Bagger racing is a great concept. I remember, about 20 years ago, looking into the possibility of the magazine I was working with at the time, Performance Bikes, entering a GoldWing at the Isle of Man TT, but it wouldn't have passed scrutineering I was told. King of the Baggers shows how well these heavyweights handle, and I didn't doubt it, because, since the Honda GoldWing GL1800 was launched in 2001, my mind was changed about what a super tourer can do, even though I haven't had a lot of experience with them since.
Indian won the 2020 KOTB race, with Tyler O'Hara on board one of only two Indian Challengers in a field of Harleys. It was another discipline where Indian could legitimately say they out-performed Harley, useful ammo in the marketing war.
But I have an issue... Yes, the script is peppered with clichés and a thick coat of hyperbole that isn't needed in a story that is this interesting, but perhaps that is what a particular target demographic responds to. What caused my double-take, headshake, followed by a hasty rewind was when Gary Gray, Indian's VP of Racing and Technology, someone I personally have a lot of respect for, explains that bagger racing is important to the company, because 'it has become the pinnacle of racing in America.'
Now hold on a minute. Yes, 2020's King of the Bagger's race at Laguna Seca was a spectacle. It got people talking, and excited about road racing. Gray says it was the most watched race on two wheels in the United States that year and I don't doubt it, it was social media catnip, something everyone from bagger owners to sportsbike squids could relate to and enjoy. It drew new eyes to the Wayne Rainey-helmed MotoAmerica series that hosted it, totally overshadowing the struggling production bike classes, and there's no doubt it did enough to warrant a reprise. What it actually was rewarded with is a five-round series for 2021, of which O'Hara's Road Atlanta race was the first race. But 'the pinnacle of racing in America'? Come on. There seemed to be six bikes on the grid at the Atlanta round.

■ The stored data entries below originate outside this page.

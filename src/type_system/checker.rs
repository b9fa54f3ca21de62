//! The central checker that binds every input port to its producer's type.
use super::registry::{SemanticType, SemanticTypeRegistry};
use super::rules::collections;
use super::rules::compatibility::{self, Binding};
use crate::graph::storage::GraphRegistry;
use crate::graph::{EdgeLabel, NodeId};
use crate::validation::ValidationError;
use smallvec::SmallVec;

/// What the checker learned about each node, indexed by `NodeId`.
#[derive(Debug, Clone, Default)]
pub(crate) struct TypeAssignment {
    pub input_bindings: Vec<SmallVec<[Binding; 2]>>,
    pub output_types: Vec<SmallVec<[SemanticType; 1]>>,
    pub sliced: Vec<bool>,
}

/// Walks an acyclic pipeline in topological order, binding each input port
/// and inferring the effective output types that downstream edges see.
pub struct TypeChecker<'a> {
    store: &'a GraphRegistry,
    registry: &'a SemanticTypeRegistry,
    input_type: Option<&'a SemanticType>,
    assignment: TypeAssignment,
    errors: Vec<ValidationError>,
}

impl<'a> TypeChecker<'a> {
    pub fn new(store: &'a GraphRegistry, registry: &'a SemanticTypeRegistry, input_type: Option<&'a SemanticType>) -> Self {
        let n = store.count();
        Self {
            store,
            registry,
            input_type,
            assignment: TypeAssignment {
                input_bindings: vec![SmallVec::new(); n],
                output_types: vec![SmallVec::new(); n],
                sliced: vec![false; n],
            },
            errors: Vec::new(),
        }
    }

    /// Checks every node of `order`, which must be a topological order of the
    /// whole pipeline. Errors are collected, never short-circuited.
    pub(crate) fn check(mut self, order: &[NodeId]) -> (TypeAssignment, Vec<ValidationError>) {
        for &id in order {
            self.check_node(id);
        }
        (self.assignment, self.errors)
    }

    fn check_node(&mut self, id: NodeId) {
        let instance = self.store.instance(id);
        let is_source = !self.store.has_incoming(id);

        // 1. Declared types must exist in this pipeline's registry
        for port in instance.node.inputs().iter().chain(instance.node.outputs()) {
            if !self.registry.contains(port.semantic_type.as_str()) {
                self.errors.push(ValidationError::UnknownType {
                    node_id: id,
                    node_name: instance.name.clone(),
                    semantic_type: port.semantic_type.clone(),
                });
            }
        }

        // 2. Bind each input port
        let mut bindings: SmallVec<[Binding; 2]> = SmallVec::with_capacity(instance.node.inputs().len());
        for (port_idx, port) in instance.node.inputs().iter().enumerate() {
            let (producer_type, label) = match self.store.input_edge(id, port_idx) {
                Some(edge) => {
                    let produced = self.assignment.output_types[edge.producer.index()].get(edge.output_port).cloned();
                    (produced, self.store.label(edge))
                }
                None if is_source => (
                    self.input_type.cloned(),
                    EdgeLabel {
                        producer: "<input>".to_string(),
                        output_port: "context".to_string(),
                        consumer: instance.name.clone(),
                        input_port: port.name.to_string(),
                    },
                ),
                // Unbound port; reported by the structure rules.
                None => (None, EdgeLabel::default()),
            };

            let binding = match producer_type {
                Some(producer_type) => {
                    match compatibility::bind(self.registry, producer_type.as_str(), port.semantic_type.as_str()) {
                        Some(binding) => binding,
                        None => {
                            self.errors.push(ValidationError::TypeMismatch {
                                edge: label,
                                producer_type,
                                consumer_type: port.semantic_type.clone(),
                            });
                            Binding::Direct
                        }
                    }
                }
                None => Binding::Direct,
            };
            bindings.push(binding);
        }

        // 3. Infer effective outputs
        let sliced = bindings.contains(&Binding::Sliced);
        let mut outputs: SmallVec<[SemanticType; 1]> = SmallVec::with_capacity(instance.node.outputs().len());
        for port in instance.node.outputs() {
            match collections::effective_output(self.registry, &port.semantic_type, sliced) {
                Ok(effective) => outputs.push(effective),
                Err(element) => {
                    self.errors.push(ValidationError::MissingCollectionType {
                        node_id: id,
                        node_name: instance.name.clone(),
                        port: port.name.to_string(),
                        element: element.clone(),
                    });
                    outputs.push(element);
                }
            }
        }

        // 4. Store for downstream nodes
        let idx = id.index();
        self.assignment.input_bindings[idx] = bindings;
        self.assignment.output_types[idx] = outputs;
        self.assignment.sliced[idx] = sliced;
    }
}

#[cfg(test)]
mod tests {
    use super::*;
    use crate::analysis::topology;
    use crate::graph::{Parameters, Pipeline};
    use crate::test_support::{identity, imaging_registry, node_with};
    use crate::validation::ValidationErrorKind;

    fn run(pipeline: &Pipeline) -> (TypeAssignment, Vec<ValidationError>) {
        let order = topology::sort(&pipeline.store).unwrap();
        TypeChecker::new(&pipeline.store, pipeline.registry(), pipeline.input_type()).check(&order)
    }

    #[test]
    fn test_sliced_producer_propagates_collection_type() {
        let reg = imaging_registry();
        let stack_source = identity("load", "ImageStack", &reg);
        let blur = identity("blur", "Image", &reg);
        let mut p = Pipeline::new(reg);
        let a = p.add_node(&stack_source, Parameters::new()).unwrap();
        let b = p.add_node(&blur, Parameters::new()).unwrap();
        let c = p.add_node(&blur, Parameters::new()).unwrap();
        p.link(a, b).unwrap();
        p.link(b, c).unwrap();

        let (types, errors) = run(&p);
        assert!(errors.is_empty(), "{:?}", errors);
        assert_eq!(types.input_bindings[b.index()].as_slice(), &[Binding::Sliced]);
        assert_eq!(types.output_types[b.index()][0].as_str(), "ImageStack");
        // The gathered stack is sliced again by the next element-wise consumer.
        assert_eq!(types.input_bindings[c.index()].as_slice(), &[Binding::Sliced]);
        assert!(types.sliced[c.index()]);
    }

    #[test]
    fn test_missing_collection_type_is_reported() {
        let reg = imaging_registry();
        let stack_source = identity("load", "ImageStack", &reg);
        let measure = node_with("measure", &[("in", "Image")], &[("out", "Histogram")], &reg);
        let mut p = Pipeline::new(reg);
        let a = p.add_node(&stack_source, Parameters::new()).unwrap();
        let b = p.add_node(&measure, Parameters::new()).unwrap();
        p.link(a, b).unwrap();

        let (_, errors) = run(&p);
        assert_eq!(errors.len(), 1);
        assert_eq!(errors[0].kind(), ValidationErrorKind::MissingCollectionType);
    }

    #[test]
    fn test_source_ports_checked_against_declared_input_type() {
        let reg = imaging_registry();
        let gray = identity("threshold", "GrayscaleImage", &reg);
        let mut p = Pipeline::new(reg);
        p.add_node(&gray, Parameters::new()).unwrap();
        p.set_input_type("Image").unwrap();

        let (_, errors) = run(&p);
        assert_eq!(errors.len(), 1);
        match &errors[0] {
            ValidationError::TypeMismatch { edge, producer_type, consumer_type } => {
                assert_eq!(edge.to_string(), "<input>.context -> threshold.in");
                assert_eq!(producer_type.as_str(), "Image");
                assert_eq!(consumer_type.as_str(), "GrayscaleImage");
            }
            other => panic!("unexpected {:?}", other),
        }
    }
}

Can't bagger racing just be what it seems to be on the surface, a fun distraction, entertainment, a memorable spectacle, a great marketing tool? Those things are all valid, and impressive when rolled together, but is it much more than the 'new' Superhooligan series, a fun quirky race series. Is it going to be around in three or five years time?
And if it really is being regarded as the pinnacle by someone as influential as Gray, what does that say for AFT, the NHRA, and MotoAmerica's bread and butter Superbike and Supersport classes?